Retailers are as confused by animal welfare claims as eaters are, study finds
Demand for foods labeled with animal welfare claims is rising fast in supermarkets, and will likely continue to grow, according to a survey of over 300 supermarket decision makers across the country released on Monday. In fact, products boasting that they adhere to higher welfare standards are estimated to soon be on par with organic foods in terms of availability on grocery store shelves.
The survey was conducted by the American Society for the Prevention of Cruelty to Animals (ASPCA), a nonprofit dedicated to reducing animal cruelty, and Technomic, a food industry consulting firm.
“People have always cared about animals and want to make sure that they’re treated humanely,” says Nancy Roulston, director of corporate engagement for ASPCA’s Farm Animal Welfare Program. “I think people are starting to look more closely at how their food is produced and what they’re choosing for themselves and their families.”
Rising attention to animal welfare in the production process doesn’t just mirror other trends in the food industry, like “clean” and plant-based eating—they’re intrinsically intertwined. And that makes sense.
“Often when folks care about animals, it’s not a solo cause that’s dear to their heart,” Roulston says. “They also care about the environment and public health and personal health.”
However, this isn’t a feel-good story about a sea change in the way we produce meat. Rather, it’s a tale as old as time, one that we tell over and over again in the realm of food and marketing: What the eater values, the company will try to market around. And what labels claim can be reassuring in theory, but not always in practice.
Cases in point: On Instacart, North Carolina grocery chain Food Lion claims to sell “cage free chicken breast.” On its website, Walmart sells “sustainably caught” pink salmon. Trader Joe’s Fearless Flyer advertises “all natural” beef hot dogs with “no added antibiotics.”
Surprise: None of these claims are regulated.
To be clear, there’s a big difference between animal welfare claims and animal welfare certifications. The former includes the unsubstantiated statements noted above. The latter are verified by independent, third-party oversight bodies.
To help wade through these murky waters, ASPCA has published a meat, eggs, and dairy guide that endorses three specific verification programs: Animal Welfare Approved, Certified Humane, and Global Animal Partnership.
However, for most eaters, the endless range of claims and labels end up inducing a kind of sensory overload. And just as shoppers can be confused and misled by animal welfare claims, so too are retailers.
Less than half of supermarket decision makers surveyed by ASPCA and Technomic felt that they had a very good understanding of most animal welfare claims, including “cage-free,” “antibiotic-free,” “free-range,” and more. In fact, 95 percent of them erroneously perceived “humanely raised” as a strong welfare claim.
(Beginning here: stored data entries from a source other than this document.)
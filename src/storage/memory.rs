//! Volatile in-memory tier.
//!
//! Holds at most one value together with the time it was written. Both live
//! in a single lock-protected slot, so a concurrent reader sees either the
//! old pair or the new pair, never a mix.

use std::sync::Arc;
use std::time::{Duration, SystemTime};

use async_trait::async_trait;
use tokio::sync::RwLock;
use tracing::debug;

use crate::clock::{is_stale, Clock, SystemClock};
use crate::storage::{Payload, Storage, StorageError};

#[derive(Debug, Clone)]
struct Slot<T> {
    value: T,
    updated_at: SystemTime,
}

/// In-process tier. Contents are lost when the process exits.
pub struct MemoryStorage<T> {
    expiration: Duration,
    slot: RwLock<Option<Slot<T>>>,
    clock: Arc<dyn Clock>,
}

impl<T> std::fmt::Debug for MemoryStorage<T> {
    fn fmt(&self, f: &mut std::fmt::Formatter<'_>) -> std::fmt::Result {
        f.debug_struct("MemoryStorage")
            .field("expiration", &self.expiration)
            .field("clock", &self.clock)
            .finish()
    }
}

impl<T: Payload> MemoryStorage<T> {
    /// Create an empty tier aged against the system clock.
    pub fn new(expiration: Duration) -> Self {
        Self::with_clock(expiration, Arc::new(SystemClock))
    }

    /// Create an empty tier aged against `clock`.
    pub fn with_clock(expiration: Duration, clock: Arc<dyn Clock>) -> Self {
        Self {
            expiration,
            slot: RwLock::new(None),
            clock,
        }
    }

    /// Drop the stored value.
    pub async fn clear(&self) {
        *self.slot.write().await = None;
    }

    /// When the stored value was last written, if any.
    pub async fn last_updated(&self) -> Option<SystemTime> {
        self.slot.read().await.as_ref().map(|slot| slot.updated_at)
    }

    fn slot_is_stale(&self, slot: &Slot<T>) -> bool {
        is_stale(slot.updated_at, self.clock.now(), self.expiration)
    }
}

#[async_trait]
impl<T: Payload> Storage<T> for MemoryStorage<T> {
    fn name(&self) -> &str {
        "memory"
    }

    fn is_read_only(&self) -> bool {
        false
    }

    fn expiration(&self) -> Option<Duration> {
        Some(self.expiration)
    }

    async fn is_expired(&self) -> bool {
        match self.slot.read().await.as_ref() {
            Some(slot) => self.slot_is_stale(slot),
            // Never written: there is no fresh value to serve.
            None => !self.expiration.is_zero(),
        }
    }

    async fn read(&self) -> Result<Option<T>, StorageError> {
        let guard = self.slot.read().await;
        match guard.as_ref() {
            Some(slot) if !self.slot_is_stale(slot) => Ok(Some(slot.value.clone())),
            Some(_) => {
                debug!(tier = "memory", "Stored value expired");
                Ok(None)
            }
            None => Ok(None),
        }
    }

    async fn write(&self, value: &T) -> Result<(), StorageError> {
        let updated_at = self.clock.now();
        *self.slot.write().await = Some(Slot {
            value: value.clone(),
            updated_at,
        });
        Ok(())
    }
}
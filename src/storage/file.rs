//! Persistent file-backed tier.
//!
//! The value is stored as JSON in a single file. Age is taken from the file's
//! modification time rather than anything held in memory, so staleness
//! carries over across process restarts.

use std::io::{ErrorKind, Write};
use std::marker::PhantomData;
use std::path::{Path, PathBuf};
use std::sync::Arc;
use std::time::{Duration, SystemTime};

use async_trait::async_trait;
use tempfile::NamedTempFile;
use tokio::fs;
use tracing::{debug, warn};

use crate::clock::{is_stale, Clock, SystemClock};
use crate::storage::{Payload, Storage, StorageError};

/// JSON file tier.
pub struct FileStorage<T> {
    expiration: Duration,
    path: PathBuf,
    clock: Arc<dyn Clock>,
    _payload: PhantomData<fn() -> T>,
}

impl<T> std::fmt::Debug for FileStorage<T> {
    fn fmt(&self, f: &mut std::fmt::Formatter<'_>) -> std::fmt::Result {
        f.debug_struct("FileStorage")
            .field("path", &self.path)
            .field("expiration", &self.expiration)
            .finish()
    }
}

impl<T: Payload> FileStorage<T> {
    /// Create a tier backed by `path`, aged against the system clock.
    pub fn new(expiration: Duration, path: impl Into<PathBuf>) -> Result<Self, StorageError> {
        Self::with_clock(expiration, path, Arc::new(SystemClock))
    }

    /// Create a tier backed by `path`, aged against `clock`.
    pub fn with_clock(
        expiration: Duration,
        path: impl Into<PathBuf>,
        clock: Arc<dyn Clock>,
    ) -> Result<Self, StorageError> {
        let path = path.into();
        if path.as_os_str().is_empty() {
            return Err(StorageError::InvalidConfig(
                "file tier path must not be empty".to_string(),
            ));
        }
        if path.file_name().is_none() {
            return Err(StorageError::InvalidConfig(format!(
                "file tier path {} does not name a file",
                path.display()
            )));
        }

        Ok(Self {
            expiration,
            path,
            clock,
            _payload: PhantomData,
        })
    }

    /// Path of the backing file.
    pub fn path(&self) -> &Path {
        &self.path
    }

    /// Modification time of the backing file, or `None` if it does not exist.
    async fn modified(&self) -> Result<Option<SystemTime>, StorageError> {
        match fs::metadata(&self.path).await {
            Ok(meta) => Ok(Some(meta.modified()?)),
            Err(e) if e.kind() == ErrorKind::NotFound => Ok(None),
            Err(e) => Err(e.into()),
        }
    }

    /// Directory new contents are staged in before replacing the file.
    fn staging_dir(&self) -> PathBuf {
        match self.path.parent() {
            Some(parent) if !parent.as_os_str().is_empty() => parent.to_path_buf(),
            _ => PathBuf::from("."),
        }
    }
}

#[async_trait]
impl<T: Payload> Storage<T> for FileStorage<T> {
    fn name(&self) -> &str {
        "file"
    }

    fn is_read_only(&self) -> bool {
        false
    }

    fn expiration(&self) -> Option<Duration> {
        Some(self.expiration)
    }

    async fn is_expired(&self) -> bool {
        match self.modified().await {
            Ok(Some(modified)) => is_stale(modified, self.clock.now(), self.expiration),
            Ok(None) => !self.expiration.is_zero(),
            Err(e) => {
                warn!(path = %self.path.display(), error = %e, "Cannot stat tier file");
                true
            }
        }
    }

    async fn read(&self) -> Result<Option<T>, StorageError> {
        let Some(modified) = self.modified().await? else {
            debug!(path = %self.path.display(), "Tier file missing");
            return Ok(None);
        };

        if is_stale(modified, self.clock.now(), self.expiration) {
            debug!(path = %self.path.display(), "Tier file expired");
            return Ok(None);
        }

        let data = match fs::read(&self.path).await {
            Ok(data) => data,
            // Removed between the stat and the read.
            Err(e) if e.kind() == ErrorKind::NotFound => return Ok(None),
            Err(e) => return Err(e.into()),
        };
        let value = serde_json::from_slice(&data)?;

        debug!(path = %self.path.display(), size = data.len(), "Read tier file");
        Ok(Some(value))
    }

    async fn write(&self, value: &T) -> Result<(), StorageError> {
        let data = serde_json::to_vec(value)?;

        let dir = self.staging_dir();
        fs::create_dir_all(&dir).await?;

        // One staging file per write; concurrent writers must not share it.
        let target = self.path.clone();
        let size = data.len();
        tokio::task::spawn_blocking(move || -> std::io::Result<()> {
            let mut staged = NamedTempFile::new_in(&dir)?;
            staged.write_all(&data)?;
            staged.as_file().sync_all()?;
            staged.persist(&target).map_err(|e| e.error)?;
            Ok(())
        })
        .await
        .map_err(std::io::Error::other)??;

        debug!(path = %self.path.display(), size, "Wrote tier file");
        Ok(())
    }
}
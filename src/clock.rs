//! Time sources used by tiers to measure the age of stored values.
//!
//! Tiers never call `SystemTime::now()` directly; they go through a [`Clock`]
//! so expiration boundaries can be driven deterministically in tests.

use std::sync::atomic::{AtomicU64, Ordering};
use std::time::{Duration, SystemTime, UNIX_EPOCH};

/// A source of wall-clock time.
pub trait Clock: Send + Sync + std::fmt::Debug {
    /// Current time according to this clock.
    fn now(&self) -> SystemTime;
}

/// The real system clock.
#[derive(Debug, Clone, Copy, Default)]
pub struct SystemClock;

impl Clock for SystemClock {
    fn now(&self) -> SystemTime {
        SystemTime::now()
    }
}

/// A clock that only moves when told to.
///
/// Stores nanoseconds since the Unix epoch in an atomic so it can be shared
/// between a test and the tiers it drives.
#[derive(Debug)]
pub struct ManualClock {
    nanos: AtomicU64,
}

impl ManualClock {
    /// Create a clock frozen at `start`.
    pub fn new(start: SystemTime) -> Self {
        Self {
            nanos: AtomicU64::new(to_nanos(start)),
        }
    }

    /// Create a clock frozen at the current wall-clock time.
    pub fn starting_now() -> Self {
        Self::new(SystemTime::now())
    }

    /// Jump to an absolute point in time.
    pub fn set(&self, at: SystemTime) {
        self.nanos.store(to_nanos(at), Ordering::SeqCst);
    }

    /// Move the clock forward.
    pub fn advance(&self, by: Duration) {
        let by = u64::try_from(by.as_nanos()).unwrap_or(u64::MAX);
        let _ = self
            .nanos
            .fetch_update(Ordering::SeqCst, Ordering::SeqCst, |n| Some(n.saturating_add(by)));
    }
}

impl Clock for ManualClock {
    fn now(&self) -> SystemTime {
        UNIX_EPOCH + Duration::from_nanos(self.nanos.load(Ordering::SeqCst))
    }
}

fn to_nanos(at: SystemTime) -> u64 {
    at.duration_since(UNIX_EPOCH)
        .map(|d| u64::try_from(d.as_nanos()).unwrap_or(u64::MAX))
        .unwrap_or(0)
}

/// Whether a value last updated at `updated_at` is stale at `now`.
///
/// `elapsed > expiration` is stale; exactly `expiration` is still fresh.
/// A zero expiration never goes stale. An update time in the future
/// (clock skew) counts as zero elapsed.
pub fn is_stale(updated_at: SystemTime, now: SystemTime, expiration: Duration) -> bool {
    if expiration.is_zero() {
        return false;
    }
    let elapsed = now.duration_since(updated_at).unwrap_or(Duration::ZERO);
    elapsed > expiration
}
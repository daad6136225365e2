//! Exchange-rate payload as served by openexchangerates `latest.json`.

use std::collections::BTreeMap;

use serde::{Deserialize, Serialize};

/// A snapshot of exchange rates relative to one base currency.
#[derive(Debug, Clone, PartialEq, Serialize, Deserialize)]
pub struct ExchangeRateList {
    /// ISO 4217 code of the base currency.
    #[serde(rename = "base")]
    pub base_currency: String,

    /// Unix timestamp (seconds) the rates were published at.
    #[serde(default)]
    pub timestamp: u64,

    /// Units of each currency per one unit of the base.
    pub rates: BTreeMap<String, f64>,
}

impl ExchangeRateList {
    /// Rate for `code`, if present.
    pub fn rate(&self, code: &str) -> Option<f64> {
        self.rates.get(code).copied()
    }

    /// Convert `amount` between two currencies through the base.
    pub fn convert(&self, amount: f64, from: &str, to: &str) -> Option<f64> {
        let from_rate = if from == self.base_currency {
            1.0
        } else {
            self.rate(from)?
        };
        let to_rate = if to == self.base_currency {
            1.0
        } else {
            self.rate(to)?
        };
        if from_rate == 0.0 {
            return None;
        }
        Some(amount / from_rate * to_rate)
    }
}

impl std::fmt::Display for ExchangeRateList {
    fn fmt(&self, f: &mut std::fmt::Formatter<'_>) -> std::fmt::Result {
        write!(
            f,
            "ExchangeRateList (BaseCurrency: {}, Rates: {})",
            self.base_currency,
            self.rates.len()
        )
    }
}
//! Storage tiers.
//!
//! A tier is one backend in the resolution chain. Every tier implements
//! [`Storage`]:
//! - [`memory`]: volatile in-process tier with its own last-write timestamp
//! - [`file`]: persistent JSON file tier, aged by the file's modification time
//! - [`web`]: read-only remote fetch tier
//!
//! `read` distinguishes absence (`Ok(None)`) from failure (`Err`). The chain
//! treats both as "fall through to the next tier", but failures are logged
//! and counted so an outage does not look like an empty cache.

pub mod file;
pub mod memory;
pub mod web;

use std::time::Duration;

use async_trait::async_trait;
use serde::de::DeserializeOwned;
use serde::Serialize;
use thiserror::Error;

pub use file::FileStorage;
pub use memory::MemoryStorage;
pub use web::WebServiceStorage;

/// Types that can move through a chain of tiers.
pub trait Payload: Clone + Serialize + DeserializeOwned + Send + Sync + 'static {}

impl<T> Payload for T where T: Clone + Serialize + DeserializeOwned + Send + Sync + 'static {}

#[derive(Error, Debug)]
pub enum StorageError {
    #[error("storage tier '{tier}' is read-only")]
    ReadOnly { tier: String },

    #[error("I/O error: {0}")]
    Io(#[from] std::io::Error),

    #[error("decode error: {0}")]
    Decode(#[from] serde_json::Error),

    #[error("HTTP error: {0}")]
    Http(#[from] reqwest::Error),

    #[error("unexpected status {status} from {url}")]
    Status {
        status: reqwest::StatusCode,
        url: String,
    },

    #[error("invalid tier configuration: {0}")]
    InvalidConfig(String),
}

/// One tier of a resolution chain.
#[async_trait]
pub trait Storage<T: Payload>: Send + Sync {
    /// Tier name used in logs and metrics.
    fn name(&self) -> &str;

    /// Read-only tiers supply values but never receive propagated writes.
    fn is_read_only(&self) -> bool;

    /// Maximum age of a stored value, or `None` if the tier has no notion of staleness.
    fn expiration(&self) -> Option<Duration>;

    /// Whether the tier's last update is older than its expiration.
    async fn is_expired(&self) -> bool;

    /// Fetch the current value. `Ok(None)` means nothing usable is stored
    /// (never written, missing, or expired).
    async fn read(&self) -> Result<Option<T>, StorageError>;

    /// Store a value.
    ///
    /// The default rejects the write; writable tiers override it.
    async fn write(&self, _value: &T) -> Result<(), StorageError> {
        Err(StorageError::ReadOnly {
            tier: self.name().to_string(),
        })
    }
}
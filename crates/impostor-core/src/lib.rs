//! Impostor Core
//!
//! Leaf utilities shared by the impostor crates: generational storage,
//! glam based math for culling, logging and profiling setup.

pub mod alloc;
pub mod logging;
pub mod math;
pub mod profiling;
//! The impostor manager: registration, the per-frame pass and texture brokering.

use crate::camera::Camera;
use crate::config::{CachingPolicy, ImpostorSettings, MainLight, ManagerConfig};
use crate::error::{ImpostorError, ImpostorResult};
use crate::impostor::{FrameContext, Impostor, ImpostorId, UpdateOutcome};
use crate::texture_cache::{ReclaimStats, TextureCache, TextureId};
use impostor_core::alloc::HashMap;
use impostor_core::alloc::sparse_set::SparseSet;
use impostor_core::math::Frustum;
use impostor_core::profiling::{profile_function, profile_scope};
use impostor_test_utils::{ObjectId, RenderHost};
use std::sync::Arc;

/// Per-frame budget of off-screen re-renders.
///
/// Every request counts against the budget, granted or not.
#[derive(Debug, Clone)]
pub(crate) struct PreloadThrottle {
    budget: u32,
    counter: u32,
}

impl PreloadThrottle {
    fn new(budget: u32) -> Self {
        Self { budget, counter: 0 }
    }

    fn reset(&mut self) {
        self.counter = 0;
    }

    pub(crate) fn try_acquire(&mut self) -> bool {
        let granted = self.counter < self.budget;
        self.counter = self.counter.saturating_add(1);
        granted
    }
}

/// Counters of one [`ImpostorManager::per_frame`] pass.
#[derive(Debug, Clone, Copy, Default, PartialEq, Eq)]
pub struct FrameStats {
    pub frame: u64,
    /// Impostors evaluated.
    pub updated: usize,
    /// Snapshots taken, preloads included.
    pub rendered: usize,
    pub preload_granted: usize,
    pub preload_denied: usize,
    /// Textures given back to the cache.
    pub invalidated: usize,
    /// Impostors that switched to their billboard.
    pub activated: usize,
    /// Impostors that switched back to real geometry.
    pub deactivated: usize,
    /// Impostors dropped because their object was destroyed.
    pub pruned: usize,
    /// Textures destroyed by the periodic reclaim.
    pub reclaimed: usize,
}

/// The driver's camera and what is derived from it once per frame.
#[derive(Debug, Clone)]
struct CameraState {
    camera: Camera,
    caching_camera: Camera,
    primary_frustum: Frustum,
    caching_frustum: Frustum,
}

impl CameraState {
    fn new(camera: Camera, preload_fov_factor: f32) -> Self {
        let caching_camera = camera.with_fov_scaled(preload_fov_factor);
        Self {
            primary_frustum: camera.frustum(),
            caching_frustum: caching_camera.frustum(),
            camera,
            caching_camera,
        }
    }
}

/// Owns every impostor and the texture cache they share.
///
/// Driven by the host once per frame through [`per_frame`](Self::per_frame),
/// after the camera has moved and before the scene is rendered.
///
/// # Example
///
/// ```
/// use std::sync::Arc;
/// use glam::Vec3;
/// use impostor::{Camera, ImpostorManager, ImpostorSettings, ManagerConfig};
/// use impostor_core::math::Aabb;
/// use impostor_test_utils::MockRenderHost;
///
/// let host = Arc::new(MockRenderHost::new());
/// let tree = host.spawn_object(Vec3::new(0.0, 0.0, -200.0), &[Aabb::new(Vec3::splat(-1.0), Vec3::ONE)]);
///
/// let mut camera = Camera::perspective(60.0, 1.0, 0.1, 1000.0, 720.0);
/// camera.look_at(Vec3::ZERO, Vec3::NEG_Z, Vec3::Y);
///
/// let mut manager = ImpostorManager::new(ManagerConfig::default(), host.clone()).unwrap();
/// manager.init(camera.clone());
/// let id = manager.register(tree, ImpostorSettings::default()).unwrap();
///
/// manager.per_frame(&camera);
/// assert!(manager.impostor(id).unwrap().is_showing_proxy());
/// ```
pub struct ImpostorManager {
    config: ManagerConfig,
    host: Arc<dyn RenderHost>,
    impostors: SparseSet<Impostor>,
    objects: HashMap<ObjectId, ImpostorId>,
    cache: TextureCache,
    view: Option<CameraState>,
    throttle: PreloadThrottle,
    main_light: Option<MainLight>,
    shadows_enabled: bool,
    frame: u64,
}

impl ImpostorManager {
    pub fn new(config: ManagerConfig, host: Arc<dyn RenderHost>) -> ImpostorResult<Self> {
        config.validate()?;
        let cache = TextureCache::new(config.target_descriptor(1));

        tracing::info!(
            caching = ?config.caching,
            antialiasing = config.antialiasing,
            preload_rate = config.preload_rate,
            "Created impostor manager"
        );

        Ok(Self {
            throttle: PreloadThrottle::new(config.preload_rate),
            config,
            host,
            impostors: SparseSet::new(),
            objects: HashMap::new(),
            cache,
            view: None,
            main_light: None,
            shadows_enabled: false,
            frame: 0,
        })
    }

    /// Give the manager its camera. Registration fails until this is called.
    pub fn init(&mut self, camera: Camera) {
        self.view = Some(CameraState::new(camera, self.config.preload_fov_factor));
        self.shadows_enabled = self.compute_shadows_enabled();
        tracing::debug!("Impostor manager initialized");
    }

    pub fn is_initialized(&self) -> bool {
        self.view.is_some()
    }

    fn compute_shadows_enabled(&self) -> bool {
        self.config.cast_shadows
            && self
                .main_light
                .is_some_and(|light| light.supports_billboard_shadows())
    }

    /// Start managing `object`.
    ///
    /// Registering an object twice re-initializes the existing impostor with
    /// the new settings and returns its id. If that fails the old settings
    /// are kept.
    pub fn register(
        &mut self,
        object: ObjectId,
        settings: ImpostorSettings,
    ) -> ImpostorResult<ImpostorId> {
        profile_function!();
        if self.view.is_none() {
            tracing::error!(%object, "Can't find a camera for impostor manager");
            return Err(ImpostorError::NotInitialized);
        }
        settings.validate()?;

        if let Some(id) = self.impostor_for(object) {
            let previous = self
                .impostors
                .get_mut(id.slot())
                .map(|impostor| impostor.replace_settings(settings.sanitized()));
            if let Err(err) = self.reinitialize(id) {
                if let (Some(previous), Some(impostor)) =
                    (previous, self.impostors.get_mut(id.slot()))
                {
                    impostor.replace_settings(previous);
                }
                return Err(err);
            }
            tracing::debug!(%id, %object, "Re-registered impostor");
            return Ok(id);
        }

        let slot = self
            .impostors
            .push(Impostor::new(object, settings.sanitized()));
        let id = ImpostorId::from_slot(slot);
        if let Err(err) = self.reinitialize(id) {
            self.impostors.remove(slot);
            return Err(err);
        }
        self.objects.insert(object, id);

        tracing::debug!(%id, %object, "Registered impostor");
        Ok(id)
    }

    /// Re-capture the renderers of an impostor after its object changed.
    pub fn reinitialize(&mut self, id: ImpostorId) -> ImpostorResult<()> {
        let Some(view) = &self.view else {
            return Err(ImpostorError::NotInitialized);
        };
        let impostor = self
            .impostors
            .get_mut(id.slot())
            .ok_or(ImpostorError::StaleImpostor(id))?;
        impostor.initialize(
            id,
            self.host.as_ref(),
            &mut self.cache,
            &view.camera,
            self.shadows_enabled,
        )
    }

    /// Stop managing an impostor. A live object gets its real geometry back.
    pub fn unregister(&mut self, id: ImpostorId) -> ImpostorResult<()> {
        let mut impostor = self
            .impostors
            .remove(id.slot())
            .ok_or(ImpostorError::StaleImpostor(id))?;
        let alive = self.host.object_position(impostor.object()).is_some();
        impostor.release(id, self.host.as_ref(), &mut self.cache, alive);
        self.objects.remove(&impostor.object());
        tracing::debug!(%id, object = %impostor.object(), "Unregistered impostor");
        Ok(())
    }

    fn prune(&mut self, id: ImpostorId) {
        if let Some(mut impostor) = self.impostors.remove(id.slot()) {
            impostor.release(id, self.host.as_ref(), &mut self.cache, false);
            self.objects.remove(&impostor.object());
            tracing::debug!(%id, object = %impostor.object(), "Pruned impostor of destroyed object");
        }
    }

    /// Run one frame: decide for every impostor whether it shows its billboard
    /// and refresh the snapshots that went stale.
    pub fn per_frame(&mut self, camera: &Camera) -> FrameStats {
        profile_function!();
        self.frame += 1;
        self.cache.set_frame(self.frame);
        self.throttle.reset();

        let view = CameraState::new(camera.clone(), self.config.preload_fov_factor);

        let shadows_enabled = self.compute_shadows_enabled();
        if shadows_enabled != self.shadows_enabled {
            tracing::debug!(shadows_enabled, "Billboard shadows toggled");
            self.shadows_enabled = shadows_enabled;
            for (_, impostor) in self.impostors.iter_mut() {
                impostor.set_shadow_enabled(shadows_enabled);
            }
        }

        let mut stats = FrameStats {
            frame: self.frame,
            ..FrameStats::default()
        };
        let mut stale = Vec::new();
        {
            profile_scope!("update_impostors");
            let mut ctx = FrameContext {
                host: self.host.as_ref(),
                cache: &mut self.cache,
                throttle: &mut self.throttle,
                camera: &view.camera,
                primary: &view.primary_frustum,
                caching: &view.caching_frustum,
                policy: self.config.caching,
                active: self.config.active,
                impostor_group: self.config.impostor_group,
                stats: &mut stats,
            };
            for (slot, impostor) in self.impostors.iter_mut() {
                let id = ImpostorId::from_slot(slot);
                match impostor.update(id, &mut ctx) {
                    UpdateOutcome::Updated => ctx.stats.updated += 1,
                    UpdateOutcome::Stale => stale.push(id),
                }
            }
        }

        stats.pruned = stale.len();
        for id in stale {
            self.prune(id);
        }

        if let Some(interval) = self.config.reclaim_interval
            && self.frame % interval.get() == 0
        {
            stats.reclaimed = self.reclaim().destroyed;
        }

        self.view = Some(view);
        tracing::trace!(?stats, "Impostor frame done");
        stats
    }

    /// Ask for one off-screen re-render from this frame's preload budget.
    pub fn get_preload_lock(&mut self, id: ImpostorId) -> bool {
        let granted = self.throttle.try_acquire();
        tracing::trace!(%id, granted, "Preload lock requested");
        granted
    }

    /// Hand out a `size`×`size` texture from the shared cache.
    pub fn get_render_texture(&mut self, owner: ImpostorId, size: u32) -> TextureId {
        self.cache.acquire(self.host.as_ref(), owner, size)
    }

    /// Return a texture to the cache's free list.
    pub fn give_back_render_texture(&mut self, id: TextureId) -> ImpostorResult<()> {
        self.cache.release(id)
    }

    /// Destroy every texture currently on the free list.
    pub fn reclaim(&mut self) -> ReclaimStats {
        self.cache.reclaim(self.host.as_ref())
    }

    /// Destroy every impostor, its object and every texture.
    pub fn teardown(&mut self) -> ReclaimStats {
        profile_function!();
        let impostors = self.impostors.drain();
        for impostor in &impostors {
            if self.host.object_position(impostor.object()).is_some() {
                self.host.destroy_object(impostor.object());
            }
        }
        self.objects.clear();
        let stats = self.cache.clear(self.host.as_ref());

        tracing::info!(
            impostors = impostors.len(),
            textures = stats.destroyed,
            freed_bytes = stats.freed_bytes,
            "Impostor manager torn down"
        );
        stats
    }

    pub fn set_active(&mut self, active: bool) {
        if self.config.active != active {
            tracing::info!(active, "Impostors toggled");
        }
        self.config.active = active;
    }

    pub fn is_active(&self) -> bool {
        self.config.active
    }

    pub fn set_caching_policy(&mut self, caching: CachingPolicy) {
        self.config.caching = caching;
    }

    pub fn set_preload_rate(&mut self, preload_rate: u32) {
        self.config.preload_rate = preload_rate;
        self.throttle.budget = preload_rate;
    }

    /// Set the light that gates billboard shadows. Applied on the next frame.
    pub fn set_main_light(&mut self, light: Option<MainLight>) {
        self.main_light = light;
    }

    pub fn shadows_enabled(&self) -> bool {
        self.shadows_enabled
    }

    pub fn config(&self) -> &ManagerConfig {
        &self.config
    }

    pub fn host(&self) -> &Arc<dyn RenderHost> {
        &self.host
    }

    pub fn impostor(&self, id: ImpostorId) -> Option<&Impostor> {
        self.impostors.get(id.slot())
    }

    pub fn impostor_for(&self, object: ObjectId) -> Option<ImpostorId> {
        self.objects
            .get(&object)
            .copied()
            .filter(|id| self.impostors.contains(id.slot()))
    }

    pub fn ids(&self) -> Vec<ImpostorId> {
        self.impostors
            .slots()
            .into_iter()
            .map(ImpostorId::from_slot)
            .collect()
    }

    pub fn len(&self) -> usize {
        self.impostors.len()
    }

    pub fn is_empty(&self) -> bool {
        self.impostors.is_empty()
    }

    pub fn texture_cache(&self) -> &TextureCache {
        &self.cache
    }

    /// Bytes of GPU memory held by impostor textures, free ones included.
    pub fn texture_memory(&self) -> u64 {
        self.cache.memory_usage()
    }

    /// Frames run so far.
    pub fn frame(&self) -> u64 {
        self.frame
    }

    /// The camera of the last frame, or the one given to [`init`](Self::init).
    pub fn camera(&self) -> Option<&Camera> {
        self.view.as_ref().map(|view| &view.camera)
    }

    /// The wider camera that bounds the texture cache.
    pub fn caching_camera(&self) -> Option<&Camera> {
        self.view.as_ref().map(|view| &view.caching_camera)
    }
}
This confusion has consequences.
Save for a government agency stepping in to regulate animal welfare claims, who should be responsible for making sure labels say what they mean? Roulston says it’s retailers who are best positioned to sort truths from claims.
“There’s a lot of responsibility to go around … but I think retailers do have a really unique position: They’re the gatekeepers for where consumers can get these options.
“There’s ways that they can do that, [like] making sure that their procurement departments are actually stocking the shelves with better products and having a good look at their shelves already. Are there misleading products that aren’t doing themselves or their consumers any favors?” says Roulston.
A 2016 ASPCA survey found that 67 percent of shoppers said they would pay more to buy products that claimed higher animal welfare standards over products that didn’t. Though, perhaps the greatest truism in food marketing is that eaters rarely purchase in line with what we say we value. So, while retailers can and should vet the products they stock, we also bear some responsibility when it comes to purchasing decisions. Whether or not we accept that challenge is another matter entirely.